Today we are going to introduce:
- Statistical distributions
- The Central Limit Theorem

In [1]:
import pandas as pd
import numpy as np
import altair as alt
import helpers.plotting as pt
from helpers.svg_wrapper import SVGImg
pt.enable_slide_theme()
pt.import_lato_font_in_notebook()

In [2]:
%%html
<script type="text/x-mathjax-config">
MathJax.Hub.Config({
    "HTML-CSS" : {
        mtextFontInherit: true,
    }
});
</script>

In [3]:
def distribution_parameter(
        min:float, max:float, step:float, init_value:float, name:str, type:float='range'
    ) -> alt.selection:
    b = alt.binding(
        input=type, min=min, max=max, step=step, name=name
    )
    return alt.selection_single(
        bind = b,
        init = dict(value=init_value)
    )

def distribution_chart(
        xmin:float,
        xmax:float,
        xstep:float,
        pdf_transform_expression: str,
        mark_type='line',
        xscale=alt.Scale(),
        yscale=alt.Scale(),
        **distribution_parameters
    ) -> alt.Chart:
    return alt.Chart(
        alt.sequence(xmin, xmax, xstep, as_='x')
    ).__getattr__(f'mark_{mark_type}')().encode(
        x=alt.X('x:Q', scale=xscale),
        y=alt.Y('px:Q', scale=yscale),
    ).add_selection(
        *list(distribution_parameters.values())[::-1], 
    ).transform_calculate(
        **{k: v.value for k, v in distribution_parameters.items()}
    ).transform_calculate(
        px = pdf_transform_expression
    )

def chart_with_parameters(chart, **distribution_parameters):
    return chart.add_selection(
        *list(distribution_parameters.values()), 
    ).transform_calculate(
        **{k: v.value for k, v in distribution_parameters.items()}
    )

### How to describe the possible outcomes of an experiment? Distributions!
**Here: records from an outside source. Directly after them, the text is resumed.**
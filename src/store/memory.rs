//! In-process result store.

use super::{ResultStore, StoreResult};
use crate::error::StorageError;
use crate::models::ResultRecord;
use async_trait::async_trait;
use chrono::{DateTime, Utc};
use std::collections::{BTreeMap, BTreeSet};
use tokio::sync::RwLock;

/// Primary and secondary ordered indexes over stored records.
#[derive(Debug, Default)]
pub(crate) struct RecordIndex {
    primary: BTreeMap<(String, DateTime<Utc>), ResultRecord>,
    by_batch: BTreeSet<(String, DateTime<Utc>, String)>,
}

impl RecordIndex {
    pub(crate) fn len(&self) -> usize {
        self.primary.len()
    }

    /// Refuse the record if its primary key is already taken.
    pub(crate) fn check_vacant(&self, record: &ResultRecord) -> StoreResult<()> {
        let key = (record.task_id.clone(), record.timestamp);
        if self.primary.contains_key(&key) {
            return Err(StorageError::Duplicate {
                task_id: record.task_id.clone(),
                timestamp: record.timestamp,
            });
        }
        Ok(())
    }

    pub(crate) fn insert(&mut self, record: ResultRecord) -> StoreResult<()> {
        self.check_vacant(&record)?;

        self.by_batch.insert((
            record.batch_id.clone(),
            record.timestamp,
            record.task_id.clone(),
        ));
        self.primary
            .insert((record.task_id.clone(), record.timestamp), record);

        Ok(())
    }

    pub(crate) fn by_task(&self, task_id: &str, limit: usize) -> Vec<ResultRecord> {
        let start = (task_id.to_string(), DateTime::<Utc>::MIN_UTC);
        let end = (task_id.to_string(), DateTime::<Utc>::MAX_UTC);

        self.primary
            .range(start..=end)
            .rev()
            .take(limit)
            .map(|(_, record)| record.clone())
            .collect()
    }

    pub(crate) fn by_batch(&self, batch_id: &str) -> Vec<ResultRecord> {
        let start = (batch_id.to_string(), DateTime::<Utc>::MIN_UTC, String::new());

        let mut records: Vec<ResultRecord> = self
            .by_batch
            .range(start..)
            .take_while(|(batch, _, _)| batch == batch_id)
            .filter_map(|(_, timestamp, task_id)| {
                self.primary.get(&(task_id.clone(), *timestamp)).cloned()
            })
            .collect();

        records.reverse();
        records
    }
}

/// Result store held entirely in memory. Contents are lost on restart.
#[derive(Debug, Default)]
pub struct MemoryResultStore {
    index: RwLock<RecordIndex>,
}

impl MemoryResultStore {
    pub fn new() -> Self {
        Self::default()
    }

    /// Number of stored records.
    pub async fn len(&self) -> usize {
        self.index.read().await.len()
    }

    pub async fn is_empty(&self) -> bool {
        self.len().await == 0
    }
}

#[async_trait]
impl ResultStore for MemoryResultStore {
    async fn put(&self, record: ResultRecord) -> StoreResult<()> {
        self.index.write().await.insert(record)
    }

    async fn get_by_task(&self, task_id: &str, limit: usize) -> StoreResult<Vec<ResultRecord>> {
        Ok(self.index.read().await.by_task(task_id, limit))
    }

    async fn get_by_batch(&self, batch_id: &str) -> StoreResult<Vec<ResultRecord>> {
        Ok(self.index.read().await.by_batch(batch_id))
    }
}
//! Controller end to end against an in-memory SQLite database.

use std::sync::Arc;

use rust_decimal_macros::dec;

use croupier::engine::{RetryPolicy, RoundController, RoundOutcome};
use croupier::projection::LiveTable;
use croupier::rules::RuleTables;
use croupier::storage::{RoundSource, SqliteStore};
use croupier::types::*;

async fn seeded_store() -> Arc<SqliteStore> {
    let store = SqliteStore::in_memory().await.unwrap();
    store.migrate().await.unwrap();

    store.insert_round(&Round::new("r1")).await.unwrap();
    store.insert_player(&Player::new("p1", dec!(100))).await.unwrap();
    store.insert_player(&Player::new("p2", dec!(40))).await.unwrap();
    store.insert_player(&Player::new("p3", dec!(12.50))).await.unwrap();
    store.join_round("r1", "p1").await.unwrap();
    store.join_round("r1", "p2").await.unwrap();
    store.join_round("r1", "p3").await.unwrap();

    for bet in [
        Bet::new("a", "p1", "r1", "straight-17", dec!(10)),
        Bet::new("b", "p1", "r1", "red", dec!(20)),
        Bet::new("c", "p3", "r1", "split-14-17", dec!(0.50)),
        Bet::new("d", "p3", "r1", "low", dec!(2.25)),
    ] {
        store.insert_bet(&bet).await.unwrap();
    }
    Arc::new(store)
}

fn controller_for(store: &Arc<SqliteStore>, table: &Arc<LiveTable>) -> RoundController {
    RoundController::new(
        store.clone(),
        store.clone(),
        table.clone(),
        Arc::new(RuleTables::single_zero()),
    )
    .with_retry(RetryPolicy::none())
}

#[tokio::test]
async fn test_sqlite_round_lifecycle() {
    let store = seeded_store().await;
    let table = Arc::new(LiveTable::new());
    let controller = controller_for(&store, &table);

    // Open round: nothing to do.
    assert!(controller.settle_ready().await.unwrap().is_empty());

    store.resolve_round("r1", Outcome(17)).await.unwrap();
    let results = controller.settle_ready().await.unwrap();
    assert_eq!(results.len(), 1);
    let Ok(RoundOutcome::Settled(report)) = &results[0].1 else {
        panic!("expected r1 to settle, got {:?}", results[0].1);
    };
    assert_eq!(report.players, 3);
    assert_eq!(report.bets, 4);

    // p1: +350 -20. p3: split pays 17 x 0.50, low wins 2.25.
    let p1 = store.fetch_player("p1").await.unwrap().unwrap();
    assert_eq!(p1.balance, dec!(430));
    let p2 = store.fetch_player("p2").await.unwrap().unwrap();
    assert_eq!(p2.balance, dec!(40));
    let p3 = store.fetch_player("p3").await.unwrap().unwrap();
    assert_eq!(p3.balance, dec!(23.25));

    let bets = store.fetch_bets("r1").await.unwrap();
    let states: Vec<(&str, BetState)> = bets.iter().map(|b| (b.id.as_str(), b.state)).collect();
    assert_eq!(
        states,
        vec![
            ("a", BetState::Won),
            ("b", BetState::Lost),
            ("c", BetState::Won),
            ("d", BetState::Won),
        ]
    );
    assert!(bets.iter().all(|b| b.result == Some(Outcome(17))));

    let round = store.fetch_round("r1").await.unwrap().unwrap();
    assert!(round.is_settled());
    assert!(store.rounds_awaiting_settlement().await.unwrap().is_empty());

    // Settling again is a no-op and balances stay put.
    assert_eq!(
        controller.settle_round("r1").await.unwrap(),
        RoundOutcome::AlreadySettled
    );
    let p1 = store.fetch_player("p1").await.unwrap().unwrap();
    assert_eq!(p1.balance, dec!(430));
}

#[tokio::test]
async fn test_sqlite_rejects_round_with_unknown_bet() {
    let store = seeded_store().await;
    store
        .insert_bet(&Bet::new("x", "p2", "r1", "orphelins", dec!(5)))
        .await
        .unwrap();
    store.resolve_round("r1", Outcome(0)).await.unwrap();

    let table = Arc::new(LiveTable::new());
    let controller = controller_for(&store, &table);

    let err = controller.settle_round("r1").await.unwrap_err();
    assert!(matches!(
        err,
        RoundError::Settlement(SettlementError::UnknownBetType { .. })
    ));

    let p1 = store.fetch_player("p1").await.unwrap().unwrap();
    assert_eq!(p1.balance, dec!(100));
    assert!(store
        .fetch_bets("r1")
        .await
        .unwrap()
        .iter()
        .all(|b| b.state == BetState::Pending));
    assert_eq!(
        store.rounds_awaiting_settlement().await.unwrap(),
        vec!["r1".to_string()]
    );
}

#[tokio::test]
async fn test_sqlite_missing_round() {
    let store = seeded_store().await;
    let table = Arc::new(LiveTable::new());
    let controller = controller_for(&store, &table);

    let err = controller.settle_round("r404").await.unwrap_err();
    assert!(matches!(err, RoundError::RoundNotFound(id) if id == "r404"));
}
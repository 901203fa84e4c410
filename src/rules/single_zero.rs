//! Built-in single-zero (European) layout.
//!
//! Labels: `straight-N`, `split-A-B`, `trio-0-1-2`, `trio-0-2-3`,
//! `street-R`, `corner-N` (N = top-left pocket), `basket`, `six-line-R`,
//! `dozen-K`, `column-C`, `red`, `black`, `odd`, `even`, `low`, `high`.
//! Payouts are net odds. Zero loses every outside bet.

use rust_decimal::Decimal;
use std::collections::{BTreeMap, BTreeSet};

use super::BetRule;
use crate::types::{BetType, Outcome};

pub const RED_NUMBERS: [u8; 18] = [
    1, 3, 5, 7, 9, 12, 14, 16, 18, 19, 21, 23, 25, 27, 30, 32, 34, 36,
];

pub fn is_red(n: u8) -> bool {
    RED_NUMBERS.contains(&n)
}

pub fn is_black(n: u8) -> bool {
    n != 0 && n <= Outcome::MAX && !is_red(n)
}

/// Every bet type on the single-zero layout.
pub fn rules() -> BTreeMap<BetType, BetRule> {
    let mut rules = BTreeMap::new();
    let mut add = |label: String, pockets: Vec<u8>, payout: u32| {
        rules.insert(
            BetType(label),
            BetRule {
                coverage: pockets.into_iter().map(Outcome).collect::<BTreeSet<_>>(),
                payout: Decimal::from(payout),
            },
        );
    };

    // Inside bets
    for n in 0..=Outcome::MAX {
        add(format!("straight-{n}"), vec![n], 35);
    }
    for n in 1..=Outcome::MAX {
        if n % 3 != 0 {
            add(format!("split-{}-{}", n, n + 1), vec![n, n + 1], 17);
        }
        if n <= 33 {
            add(format!("split-{}-{}", n, n + 3), vec![n, n + 3], 17);
        }
    }
    for n in 1..=3 {
        add(format!("split-0-{n}"), vec![0, n], 17);
    }
    add("trio-0-1-2".to_string(), vec![0, 1, 2], 11);
    add("trio-0-2-3".to_string(), vec![0, 2, 3], 11);
    for row in 1..=12u8 {
        let first = row * 3 - 2;
        add(format!("street-{row}"), (first..=first + 2).collect(), 11);
    }
    for n in 1..=32u8 {
        if n % 3 != 0 {
            add(format!("corner-{n}"), vec![n, n + 1, n + 3, n + 4], 8);
        }
    }
    add("basket".to_string(), vec![0, 1, 2, 3], 8);
    for row in 1..=11u8 {
        let first = row * 3 - 2;
        add(format!("six-line-{row}"), (first..=first + 5).collect(), 5);
    }

    // Outside bets
    for k in 1..=3u8 {
        let first = k * 12 - 11;
        add(format!("dozen-{k}"), (first..=first + 11).collect(), 2);
    }
    for c in 1..=3u8 {
        add(
            format!("column-{c}"),
            (1..=Outcome::MAX).filter(|n| n % 3 == c % 3).collect(),
            2,
        );
    }
    add("red".to_string(), RED_NUMBERS.to_vec(), 1);
    add("black".to_string(), (1..=Outcome::MAX).filter(|&n| is_black(n)).collect(), 1);
    add("odd".to_string(), (1..=Outcome::MAX).filter(|n| n % 2 == 1).collect(), 1);
    add("even".to_string(), (1..=Outcome::MAX).filter(|n| n % 2 == 0).collect(), 1);
    add("low".to_string(), (1..=18).collect(), 1);
    add("high".to_string(), (19..=Outcome::MAX).collect(), 1);

    rules
}
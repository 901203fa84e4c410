//! CROUPIER: roulette round settlement engine
//!
//! Library crate exposing all modules for use by integration tests
//! and the binary entry point.

pub mod config;
pub mod types;
pub mod rules;
pub mod engine;
pub mod projection;
pub mod storage;
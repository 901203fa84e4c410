//! Integration tests: the round controller driven end to end against an
//! in-memory mock store and against SQLite.

mod mock_store;
mod sqlite_flow;
//! Persistence layer.
//!
//! Defines the two collaborator seams the round controller talks to:
//! `RoundSource` (upstream state: rounds, seated players, bets) and
//! `SettlementStore` (per-record writes of settled state). `SqliteStore`
//! implements both; `Journal` keeps computed settlements on disk until
//! they are fully persisted.

pub mod journal;
pub mod sqlite;

use anyhow::Result;
use async_trait::async_trait;
use chrono::{DateTime, Utc};

use crate::types::{Bet, BetUpdate, Player, PlayerUpdate, Round};

pub use journal::Journal;
pub use sqlite::SqliteStore;

/// Read-only view of the rounds awaiting settlement.
#[cfg_attr(test, mockall::automock)]
#[async_trait]
pub trait RoundSource: Send + Sync {
    /// Fetch a round by id. `None` if it does not exist.
    async fn fetch_round(&self, round_id: &str) -> Result<Option<Round>>;

    /// Players seated in the round, in seating order.
    async fn fetch_players(&self, round_id: &str) -> Result<Vec<Player>>;

    /// Bets placed on the round, in placement order.
    async fn fetch_bets(&self, round_id: &str) -> Result<Vec<Bet>>;

    /// Ids of rounds with a winning number but no completion record.
    async fn rounds_awaiting_settlement(&self) -> Result<Vec<String>>;
}

/// Durable per-record writes of settled state.
///
/// Each call must be all-or-nothing for its record and must touch only
/// the fields in the update payload. Calls are idempotent: writing the
/// same update twice leaves the record in the same state.
#[cfg_attr(test, mockall::automock)]
#[async_trait]
pub trait SettlementStore: Send + Sync {
    async fn update_bet(&self, bet_id: &str, update: &BetUpdate) -> Result<()>;

    async fn update_player(&self, player_id: &str, update: &PlayerUpdate) -> Result<()>;

    /// Write the round's completion record.
    async fn mark_round_settled(&self, round_id: &str, settled_at: DateTime<Utc>) -> Result<()>;
}
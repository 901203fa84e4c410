//! SQLite-backed round source and settlement store.
//!
//! Money is stored as decimal text so balances round-trip exactly.
//! Every settlement write is a single `UPDATE … WHERE id = ?` statement,
//! which SQLite applies atomically.

use anyhow::{bail, Context, Result};
use async_trait::async_trait;
use chrono::{DateTime, Utc};
use rust_decimal::Decimal;
use sqlx::sqlite::{SqliteConnectOptions, SqlitePool, SqlitePoolOptions, SqliteRow};
use sqlx::Row;
use std::str::FromStr;
use tracing::{debug, info};

use super::{RoundSource, SettlementStore};
use crate::types::{Bet, BetType, BetUpdate, Outcome, Player, PlayerUpdate, Round};

const SCHEMA: &[&str] = &[
    "CREATE TABLE IF NOT EXISTS rounds (
        id TEXT PRIMARY KEY,
        winning_number INTEGER,
        settled_at TEXT
    )",
    "CREATE TABLE IF NOT EXISTS players (
        id TEXT PRIMARY KEY,
        available_funds TEXT NOT NULL
    )",
    "CREATE TABLE IF NOT EXISTS round_players (
        round_id TEXT NOT NULL REFERENCES rounds(id),
        player_id TEXT NOT NULL REFERENCES players(id),
        PRIMARY KEY (round_id, player_id)
    )",
    "CREATE TABLE IF NOT EXISTS bets (
        id TEXT PRIMARY KEY,
        round_id TEXT NOT NULL REFERENCES rounds(id),
        player_id TEXT NOT NULL REFERENCES players(id),
        bet TEXT NOT NULL,
        amount TEXT NOT NULL,
        result INTEGER,
        state TEXT NOT NULL DEFAULT 'PENDING'
    )",
    "CREATE INDEX IF NOT EXISTS bets_round ON bets (round_id)",
];

pub struct SqliteStore {
    pool: SqlitePool,
}

impl SqliteStore {
    /// Connect to a database URL (e.g. `sqlite://croupier.db`), creating
    /// the file if it does not exist.
    pub async fn connect(url: &str) -> Result<Self> {
        let options = SqliteConnectOptions::from_str(url)
            .with_context(|| format!("Invalid database URL: {url}"))?
            .create_if_missing(true);
        let pool = SqlitePoolOptions::new()
            .max_connections(5)
            .connect_with(options)
            .await
            .with_context(|| format!("Failed to connect to {url}"))?;
        info!(url, "Connected to settlement database");
        Ok(Self { pool })
    }

    /// A private in-memory database. One connection, never recycled, so
    /// the data lives as long as the store.
    pub async fn in_memory() -> Result<Self> {
        let pool = SqlitePoolOptions::new()
            .max_connections(1)
            .idle_timeout(None)
            .max_lifetime(None)
            .connect("sqlite::memory:")
            .await
            .context("Failed to open in-memory database")?;
        Ok(Self { pool })
    }

    pub fn pool(&self) -> &SqlitePool {
        &self.pool
    }

    /// Create tables if they do not exist yet.
    pub async fn migrate(&self) -> Result<()> {
        for statement in SCHEMA {
            sqlx::query(statement)
                .execute(&self.pool)
                .await
                .context("Failed to apply schema")?;
        }
        debug!("Schema up to date");
        Ok(())
    }

    // -- Seeding (round lifecycle side) ---------------------------------

    pub async fn insert_round(&self, round: &Round) -> Result<()> {
        sqlx::query("INSERT INTO rounds (id, winning_number, settled_at) VALUES (?, ?, ?)")
            .bind(&round.id)
            .bind(round.winning_number.map(|n| i64::from(n.value())))
            .bind(round.settled_at)
            .execute(&self.pool)
            .await
            .with_context(|| format!("Failed to insert round {}", round.id))?;
        Ok(())
    }

    /// Record the winning number of an open round.
    pub async fn resolve_round(&self, round_id: &str, winning_number: Outcome) -> Result<()> {
        let done = sqlx::query(
            "UPDATE rounds SET winning_number = ? WHERE id = ? AND winning_number IS NULL",
        )
        .bind(i64::from(winning_number.value()))
        .bind(round_id)
        .execute(&self.pool)
        .await
        .with_context(|| format!("Failed to resolve round {round_id}"))?;

        if done.rows_affected() == 0 {
            bail!("Round {round_id} not found or already resolved");
        }
        Ok(())
    }

    pub async fn insert_player(&self, player: &Player) -> Result<()> {
        sqlx::query("INSERT INTO players (id, available_funds) VALUES (?, ?)")
            .bind(&player.id)
            .bind(player.balance.to_string())
            .execute(&self.pool)
            .await
            .with_context(|| format!("Failed to insert player {}", player.id))?;
        Ok(())
    }

    /// Seat a player in a round.
    pub async fn join_round(&self, round_id: &str, player_id: &str) -> Result<()> {
        sqlx::query("INSERT INTO round_players (round_id, player_id) VALUES (?, ?)")
            .bind(round_id)
            .bind(player_id)
            .execute(&self.pool)
            .await
            .with_context(|| format!("Failed to seat player {player_id} in round {round_id}"))?;
        Ok(())
    }

    pub async fn insert_bet(&self, bet: &Bet) -> Result<()> {
        sqlx::query(
            "INSERT INTO bets (id, round_id, player_id, bet, amount, result, state)
             VALUES (?, ?, ?, ?, ?, ?, ?)",
        )
        .bind(&bet.id)
        .bind(&bet.round_id)
        .bind(&bet.player_id)
        .bind(bet.bet_type.as_str())
        .bind(bet.amount.to_string())
        .bind(bet.result.map(|n| i64::from(n.value())))
        .bind(bet.state.as_str())
        .execute(&self.pool)
        .await
        .with_context(|| format!("Failed to insert bet {}", bet.id))?;
        Ok(())
    }

    pub async fn fetch_player(&self, player_id: &str) -> Result<Option<Player>> {
        let row = sqlx::query("SELECT id, available_funds FROM players WHERE id = ?")
            .bind(player_id)
            .fetch_optional(&self.pool)
            .await
            .with_context(|| format!("Failed to fetch player {player_id}"))?;
        row.as_ref().map(player_from_row).transpose()
    }
}

// ---------------------------------------------------------------------------
// Row mapping
// ---------------------------------------------------------------------------

fn outcome_from_column(value: Option<i64>) -> Result<Option<Outcome>> {
    value
        .map(|n| {
            u8::try_from(n)
                .map(Outcome)
                .with_context(|| format!("Winning number out of range: {n}"))
        })
        .transpose()
}

fn decimal_from_column(value: &str, column: &str) -> Result<Decimal> {
    Decimal::from_str(value).with_context(|| format!("Invalid decimal in {column}: {value}"))
}

fn round_from_row(row: &SqliteRow) -> Result<Round> {
    Ok(Round {
        id: row.try_get("id")?,
        winning_number: outcome_from_column(row.try_get("winning_number")?)?,
        settled_at: row.try_get::<Option<DateTime<Utc>>, _>("settled_at")?,
    })
}

fn player_from_row(row: &SqliteRow) -> Result<Player> {
    let funds: String = row.try_get("available_funds")?;
    Ok(Player::new(
        row.try_get::<String, _>("id")?,
        decimal_from_column(&funds, "available_funds")?,
    ))
}

fn bet_from_row(row: &SqliteRow) -> Result<Bet> {
    let amount: String = row.try_get("amount")?;
    let state: String = row.try_get("state")?;
    Ok(Bet {
        id: row.try_get("id")?,
        player_id: row.try_get("player_id")?,
        round_id: row.try_get("round_id")?,
        bet_type: BetType(row.try_get("bet")?),
        amount: decimal_from_column(&amount, "amount")?,
        result: outcome_from_column(row.try_get("result")?)?,
        state: state.parse()?,
    })
}

// ---------------------------------------------------------------------------
// Trait implementations
// ---------------------------------------------------------------------------

#[async_trait]
impl RoundSource for SqliteStore {
    async fn fetch_round(&self, round_id: &str) -> Result<Option<Round>> {
        let row = sqlx::query("SELECT id, winning_number, settled_at FROM rounds WHERE id = ?")
            .bind(round_id)
            .fetch_optional(&self.pool)
            .await
            .with_context(|| format!("Failed to fetch round {round_id}"))?;
        row.as_ref().map(round_from_row).transpose()
    }

    async fn fetch_players(&self, round_id: &str) -> Result<Vec<Player>> {
        let rows = sqlx::query(
            "SELECT p.id, p.available_funds
             FROM round_players rp JOIN players p ON p.id = rp.player_id
             WHERE rp.round_id = ?
             ORDER BY rp.rowid",
        )
        .bind(round_id)
        .fetch_all(&self.pool)
        .await
        .with_context(|| format!("Failed to fetch players for round {round_id}"))?;
        rows.iter().map(player_from_row).collect()
    }

    async fn fetch_bets(&self, round_id: &str) -> Result<Vec<Bet>> {
        let rows = sqlx::query(
            "SELECT id, round_id, player_id, bet, amount, result, state
             FROM bets WHERE round_id = ? ORDER BY rowid",
        )
        .bind(round_id)
        .fetch_all(&self.pool)
        .await
        .with_context(|| format!("Failed to fetch bets for round {round_id}"))?;
        rows.iter().map(bet_from_row).collect()
    }

    async fn rounds_awaiting_settlement(&self) -> Result<Vec<String>> {
        let ids = sqlx::query_scalar::<_, String>(
            "SELECT id FROM rounds
             WHERE winning_number IS NOT NULL AND settled_at IS NULL
             ORDER BY rowid",
        )
        .fetch_all(&self.pool)
        .await
        .context("Failed to list rounds awaiting settlement")?;
        Ok(ids)
    }
}

#[async_trait]
impl SettlementStore for SqliteStore {
    async fn update_bet(&self, bet_id: &str, update: &BetUpdate) -> Result<()> {
        let done = sqlx::query("UPDATE bets SET state = ?, result = ? WHERE id = ?")
            .bind(update.state.as_str())
            .bind(update.result.map(|n| i64::from(n.value())))
            .bind(bet_id)
            .execute(&self.pool)
            .await
            .with_context(|| format!("Failed to update bet {bet_id}"))?;

        if done.rows_affected() == 0 {
            bail!("Bet not found: {bet_id}");
        }
        Ok(())
    }

    async fn update_player(&self, player_id: &str, update: &PlayerUpdate) -> Result<()> {
        let done = sqlx::query("UPDATE players SET available_funds = ? WHERE id = ?")
            .bind(update.balance.to_string())
            .bind(player_id)
            .execute(&self.pool)
            .await
            .with_context(|| format!("Failed to update player {player_id}"))?;

        if done.rows_affected() == 0 {
            bail!("Player not found: {player_id}");
        }
        Ok(())
    }

    async fn mark_round_settled(&self, round_id: &str, settled_at: DateTime<Utc>) -> Result<()> {
        let done = sqlx::query(
            "UPDATE rounds SET settled_at = ? WHERE id = ? AND winning_number IS NOT NULL",
        )
        .bind(settled_at)
        .bind(round_id)
        .execute(&self.pool)
        .await
        .with_context(|| format!("Failed to mark round {round_id} settled"))?;

        if done.rows_affected() == 0 {
            bail!("Round not found or unresolved: {round_id}");
        }
        Ok(())
    }
}

// ---------------------------------------------------------------------------
// Tests
// ---------------------------------------------------------------------------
Think about **throwing a** six-sided **[die](https://en.wikipedia.org/wiki/Dice)**: 
- The possible outcomes are the integers (whole numbers) 1, 2, 3, 4, 5, 6.
- Each outcome should have the same **probability: 1/6**.
- The outcomes are described by the **discrete uniform distribution** on the integers 1-6.

In [4]:
SVGImg('images/die.svg', width='15%', output_dir='slides')

## There are discrete and continuous probability distributions!

For simplicity, we will keep the uniform distribution as an example for the moment.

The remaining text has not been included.